"Fearlessness is the first requirement of spirituality. Cowards can never be moral." -- Mahatma Gandhi

Thursday, September 6, 2012

Consciousness, the Big Bang, Being and the Soul

Many of the leading theoretical physicists today continue to struggle with the age-old 'hard problem' of matter and the mind, physical reality and consciousness, science and the soul. "They are definitely grappling with the problem of the soul," says Fred Wolf, himself a leading theoretical physicist, "because they are grappling with the problem of the origin of the universe."

You observe an atomic system," Wolf notes, "and the atomic system changes from a field of possibilities into something that is solid and physical and real, and right there in front of your eyes. This is a fact of physics that we have to deal with."

If the Big Bang . . . occurred out of nothing and produced a material universe," he points out, "then there had to have been quantum mechanics operating at the moment of the Big Bang, and that means that there had to have been an observer present, and this is where . . . the whole question of the soul (arises)."

"Positivism," (the philosophical school that says that the only things that we can be talk about scientifically and rationally are things that we can 'sense with our common senses') should have been tossed out a long time ago when we recognized the existence of electrons and atoms," Wolf observes. "No physicist - no one - has ever seen an electron or an atom," he points out, "We (only) see something very fuzzy when we start looking for things like that. So it is very difficult to deal with positivism rationally."

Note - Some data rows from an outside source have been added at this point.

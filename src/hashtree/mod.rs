//! Streaming Merkle tree builder for dm-verity style hash trees.
//!
//! # Shape
//! Input is cut into `block_size` blocks.  Level 0 holds `H(salt || block)`
//! for every input block.  Each level is packed into `block_size` pages of
//! `block_size / hash_size` hashes; unused slots in the last page are filled
//! with the zero-block hash.  Hashing every page of a level gives the next
//! level, until a level fits in a single page.  The root hash is the hash of
//! that top page.
//!
//! # On-disk order
//! Levels are written top-down: the single top page first, the leaf level
//! last.  [`HashTreeBuilder::calculate_size`] gives the exact byte count
//! without hashing anything.
//!
//! # Lifecycle
//! `initialize -> update* -> build -> write_to*`.  Unwritten trailing blocks
//! of the declared input size hash as zero blocks.

pub mod digest;

use std::fs::OpenOptions;
use std::io::{self, Seek, SeekFrom, Write};
use std::path::Path;

use sha2::digest::Digest;
use sha2::Sha256;
use thiserror::Error;
use tracing::debug;

use crate::interleave::div_round_up;
pub use self::digest::SaltedHasher;

#[derive(Error, Debug)]
pub enum HashTreeError {
    #[error("Invalid block size {block_size} for {hash_size}-byte digests")]
    InvalidBlockSize { block_size: usize, hash_size: usize },
    #[error("Salt must be {expected} bytes, got {found}")]
    InvalidSalt { expected: usize, found: usize },
    #[error("Input size must be non-zero")]
    EmptyInput,
    #[error("Builder is not initialized")]
    NotInitialized,
    #[error("Input exceeds the declared size: {consumed} + {len} > {expected}")]
    SizeExceeded { consumed: u64, len: u64, expected: u64 },
    #[error("Only the final update may be shorter than a block")]
    UnalignedUpdate,
    #[error("Hash tree has not been built")]
    NotBuilt,
    #[error("IO error: {0}")]
    Io(#[from] io::Error),
}

/// Blocks in tree level `level` (0 = leaf hashes) for `data_size` input bytes.
pub fn verity_tree_blocks(data_size: u64, block_size: u64, hash_size: u64, level: usize) -> u64 {
    let hashes_per_block = div_round_up(block_size, hash_size);
    let mut level_blocks = div_round_up(data_size, block_size);
    for _ in 0..=level {
        level_blocks = div_round_up(level_blocks, hashes_per_block);
    }
    level_blocks
}

/// Blocks per tree level, leaf level first.
pub fn level_blocks(data_size: u64, block_size: u64, hash_size: u64) -> Vec<u64> {
    let mut levels = Vec::new();
    loop {
        let blocks = verity_tree_blocks(data_size, block_size, hash_size, levels.len());
        levels.push(blocks);
        if blocks <= 1 {
            break;
        }
    }
    levels
}

/// Total on-disk tree size in bytes.
pub fn tree_size(data_size: u64, block_size: u64, hash_size: u64) -> u64 {
    level_blocks(data_size, block_size, hash_size).iter().sum::<u64>() * block_size
}

pub struct HashTreeBuilder<D: Digest + Clone = Sha256> {
    block_size:      usize,
    hash_size:       usize,
    data_size:       u64,
    consumed:        u64,
    short_tail:      bool,
    salt:            Vec<u8>,
    hasher:          Option<SaltedHasher<D>>,
    zero_block_hash: Vec<u8>,
    /// Leaf hashes in input order, unpadded.
    leaves:          Vec<u8>,
    /// Packed pages per level; `verity_tree[0]` covers the input blocks.
    verity_tree:     Vec<Vec<u8>>,
    root_hash:       Option<Vec<u8>>,
}

impl<D: Digest + Clone> HashTreeBuilder<D> {
    pub fn new(block_size: usize) -> Result<Self, HashTreeError> {
        let hash_size = SaltedHasher::<D>::output_size();
        if !block_size.is_power_of_two() || block_size < 2 * hash_size {
            return Err(HashTreeError::InvalidBlockSize { block_size, hash_size });
        }
        Ok(Self {
            block_size,
            hash_size,
            data_size: 0,
            consumed: 0,
            short_tail: false,
            salt: Vec::new(),
            hasher: None,
            zero_block_hash: Vec::new(),
            leaves: Vec::new(),
            verity_tree: Vec::new(),
            root_hash: None,
        })
    }

    pub fn block_size(&self) -> usize {
        self.block_size
    }

    pub fn hash_size(&self) -> usize {
        self.hash_size
    }

    pub fn data_size(&self) -> u64 {
        self.data_size
    }

    pub fn salt(&self) -> &[u8] {
        &self.salt
    }

    pub fn zero_block_hash(&self) -> &[u8] {
        &self.zero_block_hash
    }

    pub fn root_hash(&self) -> Option<&[u8]> {
        self.root_hash.as_deref()
    }

    /// Packed pages of every level, leaf level first.
    pub fn levels(&self) -> &[Vec<u8>] {
        &self.verity_tree
    }

    fn hashes_per_block(&self) -> usize {
        self.block_size / self.hash_size
    }

    /// Tree size in bytes for `input_size` bytes of data.
    pub fn calculate_size(&self, input_size: u64) -> u64 {
        tree_size(input_size, self.block_size as u64, self.hash_size as u64)
    }

    /// Starts a new build.  On error the builder keeps its previous state.
    pub fn initialize(&mut self, expected_data_size: u64, salt: &[u8]) -> Result<(), HashTreeError> {
        if salt.len() != self.hash_size {
            return Err(HashTreeError::InvalidSalt { expected: self.hash_size, found: salt.len() });
        }
        if expected_data_size == 0 {
            return Err(HashTreeError::EmptyInput);
        }

        let hasher = SaltedHasher::<D>::new(salt);
        self.zero_block_hash = hasher.zero_block(self.block_size);
        self.hasher = Some(hasher);
        self.salt = salt.to_vec();
        self.data_size = expected_data_size;
        self.consumed = 0;
        self.short_tail = false;
        let leaf_blocks = verity_tree_blocks(expected_data_size, self.block_size as u64, self.hash_size as u64, 0);
        self.leaves = Vec::with_capacity(leaf_blocks as usize * self.block_size);
        self.verity_tree.clear();
        self.root_hash = None;
        debug!(data_size = expected_data_size, block_size = self.block_size, "hash tree initialized");
        Ok(())
    }

    fn check_append(&self, len: u64) -> Result<(), HashTreeError> {
        if self.hasher.is_none() {
            return Err(HashTreeError::NotInitialized);
        }
        if self.short_tail {
            return Err(HashTreeError::UnalignedUpdate);
        }
        if self.consumed + len > self.data_size {
            return Err(HashTreeError::SizeExceeded { consumed: self.consumed, len, expected: self.data_size });
        }
        Ok(())
    }

    /// Hashes `data` into the leaf level.  Every call but the last must be a
    /// whole number of blocks; a short final block is zero-padded.
    pub fn update(&mut self, data: &[u8]) -> Result<(), HashTreeError> {
        self.check_append(data.len() as u64)?;
        let Some(hasher) = self.hasher.as_ref() else {
            return Err(HashTreeError::NotInitialized);
        };

        for chunk in data.chunks(self.block_size) {
            self.leaves.extend_from_slice(&hasher.hash_padded(chunk, self.block_size));
        }
        self.consumed += data.len() as u64;
        self.short_tail = data.len() % self.block_size != 0;
        self.root_hash = None;
        Ok(())
    }

    /// Appends `len` bytes of zeros without hashing them.
    pub fn update_zeroes(&mut self, len: u64) -> Result<(), HashTreeError> {
        self.check_append(len)?;
        let blocks = div_round_up(len, self.block_size as u64);
        for _ in 0..blocks {
            self.leaves.extend_from_slice(&self.zero_block_hash);
        }
        self.consumed += len;
        self.short_tail = len % self.block_size as u64 != 0;
        self.root_hash = None;
        Ok(())
    }

    /// Packs `hashes` into whole pages, padding with the zero-block hash.
    fn pad_level(&self, hashes: &mut Vec<u8>) {
        let per_page = self.hashes_per_block();
        let count = hashes.len() / self.hash_size;
        let pages = div_round_up(count as u64, per_page as u64).max(1) as usize;
        for _ in count..pages * per_page {
            hashes.extend_from_slice(&self.zero_block_hash);
        }
        // Slack left when the digest size does not divide the block size.
        hashes.resize(pages * self.block_size, 0);
    }

    /// Builds every level above the leaves and the root hash.
    pub fn build(&mut self) -> Result<(), HashTreeError> {
        let hasher = self.hasher.clone().ok_or(HashTreeError::NotInitialized)?;

        // Blocks never handed to update() hash as zero blocks.
        let expected_leaves = div_round_up(self.data_size, self.block_size as u64) as usize;
        let mut level0 = Vec::with_capacity(expected_leaves * self.hash_size);
        level0.extend_from_slice(&self.leaves);
        while level0.len() < expected_leaves * self.hash_size {
            level0.extend_from_slice(&self.zero_block_hash);
        }
        self.pad_level(&mut level0);
        self.verity_tree = vec![level0];

        loop {
            let current = self.verity_tree.last().map(Vec::as_slice).unwrap_or_default();
            if current.len() <= self.block_size {
                let root = hasher.hash(current);
                debug!(levels = self.verity_tree.len(), root = %hex::encode(&root), "hash tree built");
                self.root_hash = Some(root);
                return Ok(());
            }
            let mut next = Vec::with_capacity(current.len() / self.hashes_per_block());
            for page in current.chunks(self.block_size) {
                next.extend_from_slice(&hasher.hash(page));
            }
            self.pad_level(&mut next);
            self.verity_tree.push(next);
        }
    }

    /// All levels concatenated top-down.
    pub fn tree_bytes(&self) -> Result<Vec<u8>, HashTreeError> {
        if self.root_hash.is_none() {
            return Err(HashTreeError::NotBuilt);
        }
        let mut out = Vec::with_capacity(self.verity_tree.iter().map(Vec::len).sum());
        for level in self.verity_tree.iter().rev() {
            out.extend_from_slice(level);
        }
        Ok(out)
    }

    /// Writes the tree top-down at byte `offset` of `sink`; returns the number
    /// of bytes written.
    pub fn write_to<W: Write + Seek>(&self, sink: &mut W, offset: u64) -> Result<u64, HashTreeError> {
        if self.root_hash.is_none() {
            return Err(HashTreeError::NotBuilt);
        }
        sink.seek(SeekFrom::Start(offset))?;
        let mut written = 0u64;
        for level in self.verity_tree.iter().rev() {
            sink.write_all(level)?;
            written += level.len() as u64;
        }
        sink.flush()?;
        Ok(written)
    }

    /// Writes the tree to a new file at `path`.
    pub fn write_to_file<P: AsRef<Path>>(&self, path: P) -> Result<u64, HashTreeError> {
        let mut file = OpenOptions::new().write(true).create(true).truncate(true).open(path)?;
        self.write_to(&mut file, 0)
    }
}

I think positivism is a fine theory," Wolf notes, "but it is (only) a philosophy."

"Since we can't sense an electron, a single electron, with our common senses," from a positivist approach, "we really shouldn't be able to talk about it. And since we can't sense - we can't hold in our hands - the very essence of quantum physics, which is something called the quantum wave function (which is a mathematical abstract), we shouldn't talk about it either. So we have this basic schism," Wolf notes. A schism, he points, that goes all the way back to Aristotle and Plato.

"The question," he asserts, "isn't: Is the soul is a 'thing'? Can we prove its 'existence' as an object?" This, he posits is a misdirection. The soul is not an object, he says. "It is not a noun, it is a verb. The 'soul' is a process." "And," he reasons, "because it is a process, it has consciousness and its alive. To understand life and consciousness without a material substrate, that is where a lot of people have difficulty. They think, 'Well, how can something be conscious and alive if there is no matter there?'" Which is, it seems, the common view and understanding of most people.

It is at this point, that Wolf goes beyond our common understanding. "There has to be something before even matter appears according to my understanding of quantum physics," he notes. "I don't see any reason why we can't have consciousness and 'aliveness' without necessarily having matter."

Wolf's view is not unique, as he points out, but rather is a point of view that is shared by many other leading physicists, as the following videos attest.







In Gary Zhukav's The Dancing Wu Li Masters, a now-classic treatise on the convergence of modern physics, metaphysics and the world's oldest wisdom traditions, Zhukav writes:

"According to quantum mechanics there is no such thing as objectivity. We cannot eliminate ourselves from the picture. We are a part of nature, and when we study nature there is no way around the fact that nature is studying itself. Physics has become a branch of psychology, or perhaps the other way round."
 To this end, Zhukav quotes the pioneering Swiss psychologist, Carl Jung, who observed:
"The psychological rule says that when an inner situation is not made conscious, it happens outside, as fate That is to say, when the individual remains undivided and does not become conscious of his inner contradictions, the world must perforce act out the conflict and be torn into opposite halves."
 According to Zhukav, Jung's friend and colleague, the Nobel Prize-winning physicist, Wolfgang Pauli, put it this way:
"From an inner center the psyche seems to move outward, in the sense of an extraversion, into the physical world . . . ."
"If these men are correct," Zhukav observed, "then physics is the study of the structure of consciousness." [Emphasis added.]